In 1882, the journal attracted controversy when it published a speech by an SPC professor named Edwin Lewis. The speech made favorable references to Darwinism, and was opposed by religiously conservative authorities at SPC. In addition, another Christian journal Al-Bashirs editor Louis Cheikho harshly criticised the articles on Darwin published in Al-Muqtataf. The editors of Al-Muqtataf were accused of being atheists by Al-Bashir. The accusations of two journals each other lasted until 1884, and the incident became known not only in the region, but also in Europe. The problem was solved the same year only through the intervention of the Ottomans who asked the editors through the Directorate of Foreign Affairs and Publications in Beirut to stop accusing each other if they did not want to be subject to the bans or penalty. Such oppositions led Ṣarrūf and Nimr to migrate to Cairo in 1883 where they produced the journal in a private printing press owned by Makāriyūs. One of the contributors in Cairo was May Ziadeh, a Palestinian feminist writer. In addition, Ṣarrūf and Nimr published simultaneously the daily newspaper al-Muqaṭṭam (1889-1952), the monthly journal al-Laṭāʾif (1886-1896) and Ǧarīdat as-Sūdān (The Sudan Times, 1903) in Cairo.
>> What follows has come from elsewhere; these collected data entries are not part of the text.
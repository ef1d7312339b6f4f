//! Storage executor implementations.
//!
//! The catalog talks to storage through `storage_traits::StorageExecutor`;
//! this module holds the bundled SQLite implementation.

pub mod sqlite;

pub use sqlite::SqliteStore;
Al-Muqtataf ended publication in 1952.

==Content==
Al-Muqtaṭaf was not a political but rather an encyclopaedic journal that followed European and American examples. The New Yorker weekly journal American Artisan for "Arts, Mechanics, Manufactures, Engineering, Chemistry, Inventions and Patents" provided the logo of crossed hammer and feather, which was copied at the title page till the 1890s. At first the subheading was "ǧarīda ʿilmīya ṣināʿīya" ("journal for science and industry") which indicates that current politics was for the most part neglected.

The publishers' aim was to inform the reader in the Arab world about the Western scientific progress of that time and how to use that knowledge in one's daily life. The scientific and literary topics of the journal were varied. Articles on modern sciences were published, from anatomy to astronomy and from physics to veterinary medicine as well as agriculture and handicraft. Evolutionary theory and Darwinism obtained great significance in the first years of publication and resulted in excited discussions among the authors and readers. Cultural and social topics as well as literature gained over the time more relevance, and translations of European literature were increasingly published.
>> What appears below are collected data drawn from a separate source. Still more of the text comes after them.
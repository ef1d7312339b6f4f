//! Prepared-statement executor trait and its exchange types.

use serde::{Deserialize, Serialize};
use std::collections::HashMap;

use crate::error::Result;

/// Table-name prefix token carried by statement templates.
///
/// Catalog statements never hard-code table names; executors replace
/// this token with their configured prefix before preparing.
pub const PREFIX_TOKEN: &str = "*PREFIX*";

/// One result row, keyed by column name.
pub type SqlRow = HashMap<String, SqlValue>;

/// Value bound to a statement parameter or read from a result column.
#[derive(Debug, Clone, PartialEq, Serialize, Deserialize)]
pub enum SqlValue {
    Null,
    Integer(i64),
    Real(f64),
    Text(String),
    Blob(Vec<u8>),
}

impl SqlValue {
    pub fn as_i64(&self) -> Option<i64> {
        match self {
            SqlValue::Integer(i) => Some(*i),
            _ => None,
        }
    }

    pub fn as_f64(&self) -> Option<f64> {
        match self {
            SqlValue::Real(r) => Some(*r),
            SqlValue::Integer(i) => Some(*i as f64),
            _ => None,
        }
    }

    pub fn as_str(&self) -> Option<&str> {
        match self {
            SqlValue::Text(s) => Some(s),
            _ => None,
        }
    }

    pub fn as_string(&self) -> Option<String> {
        match self {
            SqlValue::Text(s) => Some(s.clone()),
            _ => None,
        }
    }

    pub fn as_bytes(&self) -> Option<&[u8]> {
        match self {
            SqlValue::Blob(b) => Some(b),
            _ => None,
        }
    }

    pub fn is_null(&self) -> bool {
        matches!(self, SqlValue::Null)
    }
}

/// Executor the catalog layer runs its statements against.
///
/// Statements use positional `?` parameters, bound in order from
/// `params`. Implementations own pooling and prefix substitution; row
/// order is whatever the statement's ORDER BY produced.
#[async_trait::async_trait]
pub trait StorageExecutor: Send + Sync {
    /// Run a read statement and return all matching rows.
    async fn query(&self, statement: &str, params: &[SqlValue]) -> Result<Vec<SqlRow>>;

    /// Run a read statement expected to match at most one row.
    async fn query_one_optional(
        &self,
        statement: &str,
        params: &[SqlValue],
    ) -> Result<Option<SqlRow>>;

    /// Run a read statement that must match exactly one row.
    async fn query_one(&self, statement: &str, params: &[SqlValue]) -> Result<SqlRow>;

    /// Run a write statement and return the number of affected rows.
    async fn execute(&self, statement: &str, params: &[SqlValue]) -> Result<u64>;
}

#[cfg(test)]
mod tests {
    use super::*;

    #[test]
    fn test_sql_value_conversions() {
        assert_eq!(SqlValue::Integer(42).as_i64(), Some(42));
        assert_eq!(SqlValue::Text("42".to_string()).as_i64(), None);

        assert_eq!(SqlValue::Real(1.5).as_f64(), Some(1.5));
        assert_eq!(SqlValue::Integer(2).as_f64(), Some(2.0));

        assert_eq!(SqlValue::Text("abc".to_string()).as_str(), Some("abc"));
        assert_eq!(SqlValue::Integer(1).as_str(), None);
        assert_eq!(
            SqlValue::Text("abc".to_string()).as_string(),
            Some("abc".to_string())
        );

        assert_eq!(
            SqlValue::Blob(vec![1, 2, 3]).as_bytes(),
            Some(&[1u8, 2, 3][..])
        );

        assert!(SqlValue::Null.is_null());
        assert!(!SqlValue::Integer(0).is_null());
    }

    #[test]
    fn test_row_lookup_by_column_name() {
        let mut row = SqlRow::new();
        row.insert("id".to_string(), SqlValue::Integer(7));
        row.insert("name".to_string(), SqlValue::Text("Abbey Road".to_string()));

        assert_eq!(row.get("id").and_then(|v| v.as_i64()), Some(7));
        assert_eq!(row.get("name").and_then(|v| v.as_str()), Some("Abbey Road"));
        assert!(row.get("missing").is_none());
    }
}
The rubric for disputation and correspondence (Bāb al-Munāẓara wa-l-Murāsala) and the column for questions and answers (Masāʿil wa-aǧwibatuhā) enabled and promoted social, scientific and political debates. Authors and readers could express their opinions, debate with other authors or ask questions. The importance of interaction with the readership is also evident in numerous reader surveys, its results were continuously published.

It was also important for the authors to complement the articles with numerous illustrations, first in black and white and from 1926 on for the first time coloured. From March 1885 a lot of advertisements appeared, from October 1886 they were published in Arabic and English in many pages for a wider public. All in all this encyclopaedic educational journal, the only one of its kind, had remarkable influence on numerous scientific, social and political debates in the Arab world. Due to its publications scientific fields, European literature as well as social topics could gain popularity and broadly be discussed.

==Influence==
Al Muqtataf was used by other Arabic journals as a model, including Al Nafais Al Asriyyah launched in Jerusalem in 1908. Jurji Zaydan worked as an associate editor for the magazine before creating the magazine Al-Hilal.